Have you walked by Town Pond lately? It is so quiet and nature filled it is hard to imagine that Town Pond was once a hub of the early Portsmouth settlement. Many people assume Anne Hutchinson and those traveling with her came from the Tiverton side, but they didn’t.

There is much debate about whether Portsmouth was founded by Anne Hutchinson. What cannot be debated is that Portsmouth was founded because of Anne. When Anne was banished from Boston, a group of her followers decided to come with her. The idea was to make a settlement where there was not a state religion – a settlement where people would be free to follow their individual ways of worshipping God.

About March 7, 1638, while in Boston, a group of men signed what is now known as the Portsmouth Compact. It was an agreement to join together as a “Bodie Politik.” Will and Edward Hutchinson (Anne’s son) traveled to Providence to Roger Williams who arranged a meeting with Narragansett Sachems Miantonomo and Canonicus. On March 24th they gave the sachems “a gratuity” of forty fathoms of white wampum beads, ten coats, and twenty hoes. Randall Holden represented the Hutchinson group. The men continued south on ships to a new home Aquidneck Island in Narragansett Bay. They agreed to make the first settlement on the flat northeastern end which had a natural spring saltwater cove. Their first homes resembled what the Native Americans used. They pitched tents and built huts to live in while they cleared land. The men chose two to three acre house lots between the cove and spring and began framing simple houses.

Anne walked from Boston to Portsmouth. On April 1, 1638 she began a six day walk. With her were children Edward (24), Bridget (19), Francis (17), Anne (12), Mary (10), Katherine (8), William (6), Susan (4 and a half), and Zuriel (2). Anne’s daughter Bridget carried month old son Eliphal. They walked from Wollaston to Quincy, through Braintreee, Brockton, Tauton, and Pawtucket. They slept in wigwams and makeshift shelter along the way to Providence. Providence had about a hundred settlers at the time and was a maritime center. The group with Anne traveled the last sixteen miles by ship to Aquidneck. Their landing spot was Town Pond.

West Land Grant Map

Although the intention was to make a traditional community where the house lots were together. In a short while they would abandon this idea. A segment of the group left in 1639 to found Newport. Those who stayed in Portsmouth regrouped to lots along Founder’s brook. At this time Town Pond was in the middle of activity. There were two springs that provided water – one to the right of Town Pond near the Common Fence that held their animals. The other was by Founder’s Brook and that provided a central gathering spot and washing area. Baulston’s Tavern was located at the southern tip of the Pond. The Training Ground was across the way by the brook.
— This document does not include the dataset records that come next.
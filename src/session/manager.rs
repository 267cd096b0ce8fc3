//! The viewing session: cache, source and viewer lifecycle.

use std::sync::Arc;

use tokio_util::sync::CancellationToken;

use crate::cache::{CacheFactory, CacheFile, TempCache};
use crate::diagnostics::{self, MetricsProvider, ProcessMetrics};
use crate::logging::LogSink;
use crate::session::error::{CycleError, Result, SessionError};
use crate::source::{LogSource, Tail};
use crate::viewer::{
    Action, Document, DocumentViewer, General, PagerFactory, RunOutcome, ViewerFactory,
};

/// Key bindings installed on every session viewer.
pub const KEY_BINDINGS: &[(Action, &[&str])] = &[
    (Action::PrevContainer, &["left"]),
    (Action::NextContainer, &["right"]),
    (Action::SystemReport, &["s"]),
    (Action::AllLogs, &["ctrl+y"]),
];

/// Where the session is in its life.
#[derive(Debug, Clone, Copy, PartialEq, Eq)]
pub enum SessionState {
    /// Created, nothing on screen yet.
    Idle,
    /// Viewer loop is showing a document.
    Running,
    /// An action is retiring/recreating the document.
    Navigating,
    /// Tearing down.
    ShuttingDown,
    /// Torn down; only `shutdown` may be called again (as a no-op).
    Closed,
}

/// Owns one cache/document pair at a time and swaps it on navigation.
///
/// Every cache the session creates is removed exactly once: by [`stop`]
/// before the next create-cycle, by the create-cycle itself when it fails
/// half way, or by [`shutdown`].
///
/// [`stop`]: Session::stop
/// [`shutdown`]: Session::shutdown
pub struct Session {
    source: Arc<dyn LogSource>,
    caches: Box<dyn CacheFactory>,
    viewers: Box<dyn ViewerFactory>,
    metrics: Box<dyn MetricsProvider>,
    log: LogSink,
    tail: Tail,
    scope: CancellationToken,
    active: Option<CacheFile>,
    viewer: Option<Box<dyn DocumentViewer>>,
    state: SessionState,
}

impl Session {
    /// Create a session with the default cache, pager and metrics.
    pub fn new(source: Arc<dyn LogSource>, tail: Tail) -> Self {
        Self {
            source,
            caches: Box::new(TempCache::default()),
            viewers: Box::new(PagerFactory),
            metrics: Box::new(ProcessMetrics::new()),
            log: LogSink::tracing(),
            tail,
            scope: CancellationToken::new(),
            active: None,
            viewer: None,
            state: SessionState::Idle,
        }
    }

    /// Use a different cache factory.
    pub fn with_caches(mut self, caches: impl CacheFactory + 'static) -> Self {
        self.caches = Box::new(caches);
        self
    }

    /// Use a different viewer factory.
    pub fn with_viewers(mut self, viewers: impl ViewerFactory + 'static) -> Self {
        self.viewers = Box::new(viewers);
        self
    }

    /// Use a different metrics provider.
    pub fn with_metrics(mut self, metrics: impl MetricsProvider + 'static) -> Self {
        self.metrics = Box::new(metrics);
        self
    }

    /// Use a different debug sink.
    pub fn with_log(mut self, log: LogSink) -> Self {
        self.log = log;
        self
    }

    pub fn state(&self) -> SessionState {
        self.state
    }

    /// Configured tail for normal loads.
    pub fn tail(&self) -> Tail {
        self.tail
    }

    /// The session's cancellation scope.
    pub fn scope(&self) -> &CancellationToken {
        &self.scope
    }

    /// Path of the cache currently backing the viewer.
    pub fn active_cache(&self) -> Option<&std::path::Path> {
        self.active.as_ref().map(CacheFile::path)
    }

    /// Caption of the document currently shown.
    pub fn caption(&self) -> Option<&str> {
        self.viewer.as_ref().map(|v| v.caption())
    }

    /// Build the first document, set up the viewer and run it.
    ///
    /// Blocks until the user quits (`Ok`) or something fails. Failures from
    /// key actions come back as [`SessionError::Fatal`]. The caller is
    /// expected to call [`shutdown`](Self::shutdown) afterwards either way.
    pub fn start(&mut self) -> Result<()> {
        if self.state != SessionState::Idle || self.viewer.is_some() || self.active.is_some() {
            return Err(SessionError::NotRunning);
        }

        let (cache, document) = self
            .create_document(self.tail)
            .map_err(SessionError::CreateDocument)?;
        self.active = Some(cache);

        if let Err(e) = self.open_viewer(document) {
            if let Some(mut viewer) = self.viewer.take() {
                viewer.close();
            }
            self.stop();
            return Err(e);
        }

        self.state = SessionState::Running;
        tracing::info!("Session started on '{}'", self.source.name());

        self.run_loop()
    }

    /// Build the viewer around `document`, set display options and bind keys.
    fn open_viewer(&mut self, document: Document) -> Result<()> {
        let viewer = self
            .viewers
            .create(document)
            .map_err(SessionError::CreateViewer)?;
        let viewer = self.viewer.insert(viewer);

        viewer.set_general(General {
            follow_mode: true,
            wrap_mode: true,
        });

        for (action, keys) in KEY_BINDINGS {
            viewer
                .set_key_handler(*action, keys)
                .map_err(|source| SessionError::BindKey {
                    action: *action,
                    source,
                })?;
        }
        Ok(())
    }

    fn run_loop(&mut self) -> Result<()> {
        loop {
            let viewer = self.viewer.as_mut().ok_or(SessionError::NotRunning)?;
            let outcome = viewer.run().map_err(SessionError::Run)?;

            match outcome {
                RunOutcome::Quit => {
                    tracing::info!("Viewer closed by user");
                    return Ok(());
                }
                RunOutcome::Action(action) => {
                    if let Err(e) = self.dispatch(action) {
                        tracing::error!(fatal = true, action = %action, "{}", e);
                        return Err(e);
                    }
                }
            }
        }
    }

    /// Run the method bound to `action`.
    pub fn dispatch(&mut self, action: Action) -> Result<()> {
        tracing::debug!("Dispatching {}", action);
        match action {
            Action::PrevContainer => self.prev_container(),
            Action::NextContainer => self.next_container(),
            Action::SystemReport => {
                self.system_report();
                Ok(())
            }
            Action::AllLogs => self.retrieve_all_logs(),
        }
    }

    /// Retire the active cache: halt the source, close and delete the file.
    ///
    /// Close/remove failures are logged, never returned.
    pub fn stop(&mut self) {
        self.source.stop();
        match self.active.take() {
            Some(cache) => retire(cache),
            None => tracing::debug!("No active cache to retire"),
        }
    }

    /// Run a create-cycle with the configured tail and show the result.
    pub fn new_document(&mut self) -> Result<()> {
        if self.viewer.is_none() {
            return Err(SessionError::NotRunning);
        }
        if self.active.is_some() {
            tracing::warn!("new_document called with a live cache, retiring it first");
            self.stop();
        }

        let (cache, document) = self
            .create_document(self.tail)
            .map_err(SessionError::CreateDocument)?;
        self.install(cache, document)
    }

    /// Switch to the previous container.
    pub fn prev_container(&mut self) -> Result<()> {
        self.navigate(Action::PrevContainer, |source| source.set_prev_container())
    }

    /// Switch to the next container.
    pub fn next_container(&mut self) -> Result<()> {
        self.navigate(Action::NextContainer, |source| source.set_next_container())
    }

    /// Stop, move the source pointer with `step`, then show the new document.
    ///
    /// The state goes back to `Running` either way; a failed swap comes back
    /// as [`SessionError::Fatal`] for the run loop to end the session.
    fn navigate(&mut self, action: Action, step: impl FnOnce(&dyn LogSource)) -> Result<()> {
        if self.viewer.is_none() {
            return Err(SessionError::fatal(action, SessionError::NotRunning));
        }
        self.state = SessionState::Navigating;
        self.stop();
        step(self.source.as_ref());

        let result = self
            .new_document()
            .map_err(|e| SessionError::fatal(action, e));
        self.state = SessionState::Running;
        result?;

        tracing::debug!("Now showing '{}'", self.source.name());
        Ok(())
    }

    /// Reload the current container with its whole history.
    pub fn retrieve_all_logs(&mut self) -> Result<()> {
        if self.viewer.is_none() {
            return Err(SessionError::fatal(Action::AllLogs, SessionError::NotRunning));
        }
        self.state = SessionState::Navigating;
        self.stop();

        let result = match self.create_document(Tail::All) {
            Ok((cache, document)) => self.install(cache, document),
            Err(e) => Err(SessionError::Cycle(e)),
        };
        self.state = SessionState::Running;
        result.map_err(|e| SessionError::fatal(Action::AllLogs, e))
    }

    /// Log a memory report to the session's debug sink.
    pub fn system_report(&mut self) {
        diagnostics::system_report(self.metrics.as_mut(), &self.log);
    }

    /// Close the viewer, cancel background streaming and delete the last
    /// cache. Safe to call more than once.
    pub fn shutdown(&mut self) {
        if self.state == SessionState::Closed {
            tracing::warn!("Session already shut down");
            return;
        }
        self.state = SessionState::ShuttingDown;

        if let Some(mut viewer) = self.viewer.take() {
            viewer.close();
        }
        self.scope.cancel();

        match self.active.take() {
            Some(mut cache) => {
                let path = cache.path().to_path_buf();
                cache.close();
                if let Err(e) = cache.remove() {
                    tracing::error!("Failed to remove cache file {}: {}", path.display(), e);
                }
            }
            None => tracing::debug!("No cache file to remove"),
        }

        self.state = SessionState::Closed;
        tracing::info!("Session shut down");
    }

    /// Allocate a cache, start streaming into it and open it as a document.
    ///
    /// If anything after the allocation fails the cache is removed again
    /// before the error is returned.
    fn create_document(
        &self,
        tail: Tail,
    ) -> std::result::Result<(CacheFile, Document), CycleError> {
        let pending = PendingCache(Some(self.caches.create()?));
        let cache = pending.get();

        let writer = cache.writer()?;
        self.source.load(&self.scope, writer, tail);

        let mut document = match self.viewers.open_document(cache.path()) {
            Ok(document) => document,
            Err(e) => {
                self.source.stop();
                return Err(e.into());
            }
        };

        document.caption = self.source.name();
        document.set_log(self.log.clone());

        Ok((pending.commit(), document))
    }

    fn install(&mut self, cache: CacheFile, document: Document) -> Result<()> {
        let Some(viewer) = self.viewer.as_mut() else {
            retire(cache);
            return Err(SessionError::NotRunning);
        };
        viewer.replace_document(document);
        self.active = Some(cache);
        Ok(())
    }
}

impl Drop for Session {
    fn drop(&mut self) {
        if self.state == SessionState::Closed {
            return;
        }
        if self.state != SessionState::Idle || self.active.is_some() {
            tracing::warn!("Session dropped without shutdown(), cleaning up");
        }
        self.shutdown();
    }
}

/// Close and delete a cache, logging failures.
fn retire(mut cache: CacheFile) {
    let path = cache.path().to_path_buf();
    cache.close();
    match cache.remove() {
        Ok(()) => tracing::debug!("Retired cache file {}", path.display()),
        Err(e) => tracing::error!("Failed to remove cache file {}: {}", path.display(), e),
    }
}

/// Removes its cache on drop unless committed.
struct PendingCache(Option<CacheFile>);

impl PendingCache {
    fn get(&self) -> &CacheFile {
        match self.0 {
            Some(ref cache) => cache,
            None => unreachable!("pending cache used after commit"),
        }
    }

    fn commit(mut self) -> CacheFile {
        match self.0.take() {
            Some(cache) => cache,
            None => unreachable!("pending cache committed twice"),
        }
    }
}

impl Drop for PendingCache {
    fn drop(&mut self) {
        if let Some(cache) = self.0.take() {
            tracing::debug!("Create-cycle failed, removing {}", cache.path().display());
            retire(cache);
        }
    }
}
As the pond began to silt up, the town grew to the South. The leaders set up a new center for the town called “Newtown.” Newtown never gained in popularity because the residents preferred to live on their farm lots rather than together in a town. Portsmouth really has not had a town center – we have neighborhoods such as Common Fence Point, Bristol Ferry, Newtown and Island Park. The Walling Map from the 1840s shows only a few homesT near Town Pond but many more around the Bristol Ferry neighborhood. The 1870 Ward map has a railway running across the mouth of the pond and we can still see the bridge today. The 1921 Sanborn map shows houses along Bristol Ferry Road, but few near the Town Pond. Lots from Bristol Ferry property go across to the Pond.

Town Pond remained a tidal (or Salt) pond until 1949 or 1950 when dredged material from the Fall River navigation improvement was deposited in the Pond. It became a mudflat and brush covered the area. By the 1990s there were efforts to restore the pond. The Narragansett Bay Estuaries Program, with the help of Senator John Chaffee got the Congress to authorize a “Narragansett Bay Ecosystem Restoration Study.” Restoration began in 2005 and was completed in 2008.

During the monitoring of the project, the Army Corp of Engineers recorded the wildlife that they saw around 2010.

“The following list of fauna was directly observed by monitoring crews and is not to be construed as a definitive list of organisms present within the project site:
Invertebrates: Mud crabs, green crabs, blue crabs, blue mussels, fiddler crabs, mud snails, moon snails, oysters (introduced);
Birds: great blue heron, black-crowned night heron, snowy egret, peregrine falcon, redwing black bird, mallard duck, herring gull, laughing gull, killdeer, cormorant, and semipalmated sandpiper;
Fish: silversides, killifish, rock eel;
Mammals: raccoons, white tail deer, red fox.”

In summary, the report states: “The main goal of the Town Pond restoration project was to restore a salt marsh ecosystem by recreating the former habitat in the project area for associated flora and fauna. Based upon the monitoring results we have documented in this report, the restoration project functions physically as an intertidal salt marsh with areas of mudflats and permanent open water. The monitoring indicates that the project met the pre-construction restoration objectives.”*

Today we can take a walk by one side of the Pond and imagine what it was like when the first settlers landed there in 1638.